### Aim of the task
Copy verbatim the block of lines in the entries below whose first line contains "let numerator1 = liquidity << 96;" and whose last line contains "pair's decimal difference.". Leave out all other lines.

Dataset entries:
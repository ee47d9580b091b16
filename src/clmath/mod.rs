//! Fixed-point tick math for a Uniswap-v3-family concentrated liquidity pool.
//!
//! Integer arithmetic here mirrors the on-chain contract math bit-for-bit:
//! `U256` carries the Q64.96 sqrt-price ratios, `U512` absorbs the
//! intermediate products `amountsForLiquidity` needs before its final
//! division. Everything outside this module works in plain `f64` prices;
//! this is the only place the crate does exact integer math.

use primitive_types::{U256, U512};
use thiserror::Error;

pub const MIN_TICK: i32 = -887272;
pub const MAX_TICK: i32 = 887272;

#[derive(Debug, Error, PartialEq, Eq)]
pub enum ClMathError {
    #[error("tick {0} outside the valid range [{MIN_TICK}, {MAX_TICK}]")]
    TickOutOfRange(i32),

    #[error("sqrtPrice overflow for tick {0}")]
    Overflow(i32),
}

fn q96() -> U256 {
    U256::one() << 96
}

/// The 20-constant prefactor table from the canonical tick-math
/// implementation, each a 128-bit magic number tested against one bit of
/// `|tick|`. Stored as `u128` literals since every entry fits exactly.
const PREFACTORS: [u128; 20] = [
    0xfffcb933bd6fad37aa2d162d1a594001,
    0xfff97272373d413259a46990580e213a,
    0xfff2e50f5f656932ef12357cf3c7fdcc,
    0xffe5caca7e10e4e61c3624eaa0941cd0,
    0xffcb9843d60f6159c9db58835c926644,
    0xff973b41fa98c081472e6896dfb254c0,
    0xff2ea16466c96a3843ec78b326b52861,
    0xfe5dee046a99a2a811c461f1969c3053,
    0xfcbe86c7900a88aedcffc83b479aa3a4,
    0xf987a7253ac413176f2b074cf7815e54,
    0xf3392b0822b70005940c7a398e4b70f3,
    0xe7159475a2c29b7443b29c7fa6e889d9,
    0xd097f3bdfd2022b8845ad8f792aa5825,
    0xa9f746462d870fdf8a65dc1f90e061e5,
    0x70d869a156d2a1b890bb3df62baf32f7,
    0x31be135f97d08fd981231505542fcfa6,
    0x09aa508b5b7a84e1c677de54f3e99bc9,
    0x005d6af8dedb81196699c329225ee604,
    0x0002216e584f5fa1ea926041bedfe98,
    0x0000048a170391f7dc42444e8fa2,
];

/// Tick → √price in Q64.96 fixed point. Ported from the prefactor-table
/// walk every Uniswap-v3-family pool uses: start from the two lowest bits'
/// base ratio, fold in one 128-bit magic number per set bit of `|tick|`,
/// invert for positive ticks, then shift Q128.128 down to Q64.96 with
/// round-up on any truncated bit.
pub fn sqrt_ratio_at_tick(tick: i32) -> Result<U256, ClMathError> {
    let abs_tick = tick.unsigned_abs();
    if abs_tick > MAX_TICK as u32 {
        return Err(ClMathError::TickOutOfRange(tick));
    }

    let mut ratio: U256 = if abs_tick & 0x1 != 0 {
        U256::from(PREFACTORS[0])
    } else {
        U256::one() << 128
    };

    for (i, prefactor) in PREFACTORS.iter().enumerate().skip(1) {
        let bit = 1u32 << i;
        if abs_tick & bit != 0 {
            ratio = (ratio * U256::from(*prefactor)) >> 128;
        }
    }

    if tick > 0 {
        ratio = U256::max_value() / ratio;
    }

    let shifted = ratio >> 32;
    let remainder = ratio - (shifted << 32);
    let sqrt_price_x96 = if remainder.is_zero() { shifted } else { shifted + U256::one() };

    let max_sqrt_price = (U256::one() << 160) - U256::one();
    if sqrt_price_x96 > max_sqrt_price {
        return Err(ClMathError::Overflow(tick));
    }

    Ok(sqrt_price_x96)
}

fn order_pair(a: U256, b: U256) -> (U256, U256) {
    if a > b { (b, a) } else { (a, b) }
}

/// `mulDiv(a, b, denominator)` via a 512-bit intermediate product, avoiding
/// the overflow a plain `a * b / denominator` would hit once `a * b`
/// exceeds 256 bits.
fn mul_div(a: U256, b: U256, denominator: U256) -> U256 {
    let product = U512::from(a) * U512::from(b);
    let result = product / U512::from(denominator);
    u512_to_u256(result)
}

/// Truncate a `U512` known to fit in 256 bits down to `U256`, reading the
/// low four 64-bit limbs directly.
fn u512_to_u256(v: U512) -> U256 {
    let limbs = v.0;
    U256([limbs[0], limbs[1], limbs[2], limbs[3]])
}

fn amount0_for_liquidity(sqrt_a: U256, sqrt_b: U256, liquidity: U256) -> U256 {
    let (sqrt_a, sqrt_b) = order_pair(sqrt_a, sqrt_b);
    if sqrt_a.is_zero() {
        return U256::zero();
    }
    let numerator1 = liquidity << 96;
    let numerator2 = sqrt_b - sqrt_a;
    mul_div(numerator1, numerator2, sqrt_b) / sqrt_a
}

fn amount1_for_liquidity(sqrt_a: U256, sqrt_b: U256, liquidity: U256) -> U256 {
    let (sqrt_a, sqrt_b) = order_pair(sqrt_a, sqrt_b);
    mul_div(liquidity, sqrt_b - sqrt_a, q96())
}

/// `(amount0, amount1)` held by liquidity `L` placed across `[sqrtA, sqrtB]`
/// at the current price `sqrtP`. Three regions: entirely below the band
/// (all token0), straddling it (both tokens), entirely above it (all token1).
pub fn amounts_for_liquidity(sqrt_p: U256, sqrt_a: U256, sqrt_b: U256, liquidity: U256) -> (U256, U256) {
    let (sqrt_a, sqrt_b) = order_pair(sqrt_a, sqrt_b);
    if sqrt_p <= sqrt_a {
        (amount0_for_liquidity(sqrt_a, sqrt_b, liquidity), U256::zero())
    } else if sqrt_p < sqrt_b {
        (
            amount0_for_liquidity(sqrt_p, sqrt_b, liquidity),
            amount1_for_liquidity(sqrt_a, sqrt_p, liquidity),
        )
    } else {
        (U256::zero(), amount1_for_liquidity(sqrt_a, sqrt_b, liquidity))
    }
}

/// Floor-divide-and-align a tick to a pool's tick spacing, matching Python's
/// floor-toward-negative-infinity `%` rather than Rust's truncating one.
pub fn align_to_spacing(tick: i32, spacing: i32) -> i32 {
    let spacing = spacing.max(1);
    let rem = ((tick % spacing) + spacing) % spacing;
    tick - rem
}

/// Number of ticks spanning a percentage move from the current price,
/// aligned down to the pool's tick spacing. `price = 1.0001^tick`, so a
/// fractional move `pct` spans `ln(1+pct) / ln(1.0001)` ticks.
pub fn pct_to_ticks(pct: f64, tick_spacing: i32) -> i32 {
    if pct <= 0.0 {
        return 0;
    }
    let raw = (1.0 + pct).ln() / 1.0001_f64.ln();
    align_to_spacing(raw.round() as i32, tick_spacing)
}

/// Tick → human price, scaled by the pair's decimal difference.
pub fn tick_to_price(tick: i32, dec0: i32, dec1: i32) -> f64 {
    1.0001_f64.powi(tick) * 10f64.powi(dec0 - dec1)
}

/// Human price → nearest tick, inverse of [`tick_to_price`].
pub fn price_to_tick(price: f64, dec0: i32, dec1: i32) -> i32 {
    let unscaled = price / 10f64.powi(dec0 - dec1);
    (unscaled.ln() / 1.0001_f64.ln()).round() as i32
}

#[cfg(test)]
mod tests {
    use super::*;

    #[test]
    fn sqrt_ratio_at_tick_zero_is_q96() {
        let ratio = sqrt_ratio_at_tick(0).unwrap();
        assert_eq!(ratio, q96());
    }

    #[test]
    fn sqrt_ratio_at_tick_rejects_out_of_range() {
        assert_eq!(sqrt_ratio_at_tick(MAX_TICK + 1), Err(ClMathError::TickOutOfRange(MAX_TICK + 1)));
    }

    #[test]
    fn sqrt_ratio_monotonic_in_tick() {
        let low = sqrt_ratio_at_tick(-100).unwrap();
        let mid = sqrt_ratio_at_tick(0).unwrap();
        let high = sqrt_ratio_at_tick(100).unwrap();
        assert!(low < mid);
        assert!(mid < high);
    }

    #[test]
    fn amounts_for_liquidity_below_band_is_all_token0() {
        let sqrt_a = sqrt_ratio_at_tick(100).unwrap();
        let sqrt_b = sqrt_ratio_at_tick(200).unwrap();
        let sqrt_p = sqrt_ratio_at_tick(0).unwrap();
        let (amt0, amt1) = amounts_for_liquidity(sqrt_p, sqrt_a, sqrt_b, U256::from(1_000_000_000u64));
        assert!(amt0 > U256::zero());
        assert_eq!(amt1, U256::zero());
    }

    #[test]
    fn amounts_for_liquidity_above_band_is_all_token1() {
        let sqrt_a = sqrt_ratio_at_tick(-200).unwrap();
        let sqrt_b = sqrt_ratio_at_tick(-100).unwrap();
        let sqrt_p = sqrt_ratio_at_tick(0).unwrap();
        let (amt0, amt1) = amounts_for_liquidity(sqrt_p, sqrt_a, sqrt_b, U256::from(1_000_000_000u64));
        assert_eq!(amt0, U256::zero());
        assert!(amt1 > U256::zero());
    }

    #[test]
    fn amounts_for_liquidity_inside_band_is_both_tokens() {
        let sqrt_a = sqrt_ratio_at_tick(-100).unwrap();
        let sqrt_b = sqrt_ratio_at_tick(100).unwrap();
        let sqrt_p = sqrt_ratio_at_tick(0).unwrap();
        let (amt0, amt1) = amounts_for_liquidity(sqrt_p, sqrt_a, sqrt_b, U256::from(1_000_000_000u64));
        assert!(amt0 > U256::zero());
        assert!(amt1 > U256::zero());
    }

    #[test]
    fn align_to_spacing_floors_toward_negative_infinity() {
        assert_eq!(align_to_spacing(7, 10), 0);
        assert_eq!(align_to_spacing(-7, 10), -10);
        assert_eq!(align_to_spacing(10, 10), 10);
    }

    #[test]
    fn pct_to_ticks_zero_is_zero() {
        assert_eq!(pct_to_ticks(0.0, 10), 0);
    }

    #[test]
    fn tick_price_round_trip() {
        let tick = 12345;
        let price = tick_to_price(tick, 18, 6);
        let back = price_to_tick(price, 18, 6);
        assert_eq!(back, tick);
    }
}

### Solution to this exercise
    let numerator1 = liquidity << 96;
    let numerator2 = sqrt_b - sqrt_a;
    mul_div(numerator1, numerator2, sqrt_b) / sqrt_a
}

fn amount1_for_liquidity(sqrt_a: U256, sqrt_b: U256, liquidity: U256) -> U256 {
    let (sqrt_a, sqrt_b) = order_pair(sqrt_a, sqrt_b);
    mul_div(liquidity, sqrt_b - sqrt_a, q96())
}

/// `(amount0, amount1)` held by liquidity `L` placed across `[sqrtA, sqrtB]`
/// at the current price `sqrtP`. Three regions: entirely below the band
/// (all token0), straddling it (both tokens), entirely above it (all token1).
pub fn amounts_for_liquidity(sqrt_p: U256, sqrt_a: U256, sqrt_b: U256, liquidity: U256) -> (U256, U256) {
    let (sqrt_a, sqrt_b) = order_pair(sqrt_a, sqrt_b);
    if sqrt_p <= sqrt_a {
        (amount0_for_liquidity(sqrt_a, sqrt_b, liquidity), U256::zero())
    } else if sqrt_p < sqrt_b {
        (
            amount0_for_liquidity(sqrt_p, sqrt_b, liquidity),
            amount1_for_liquidity(sqrt_a, sqrt_p, liquidity),
        )
    } else {
        (U256::zero(), amount1_for_liquidity(sqrt_a, sqrt_b, liquidity))
    }
}

/// Floor-divide-and-align a tick to a pool's tick spacing, matching Python's
/// floor-toward-negative-infinity `%` rather than Rust's truncating one.
pub fn align_to_spacing(tick: i32, spacing: i32) -> i32 {
    let spacing = spacing.max(1);
    let rem = ((tick % spacing) + spacing) % spacing;
    tick - rem
}

/// Number of ticks spanning a percentage move from the current price,
/// aligned down to the pool's tick spacing. `price = 1.0001^tick`, so a
/// fractional move `pct` spans `ln(1+pct) / ln(1.0001)` ticks.
pub fn pct_to_ticks(pct: f64, tick_spacing: i32) -> i32 {
    if pct <= 0.0 {
        return 0;
    }
    let raw = (1.0 + pct).ln() / 1.0001_f64.ln();
    align_to_spacing(raw.round() as i32, tick_spacing)
}

/// Tick → human price, scaled by the pair's decimal difference.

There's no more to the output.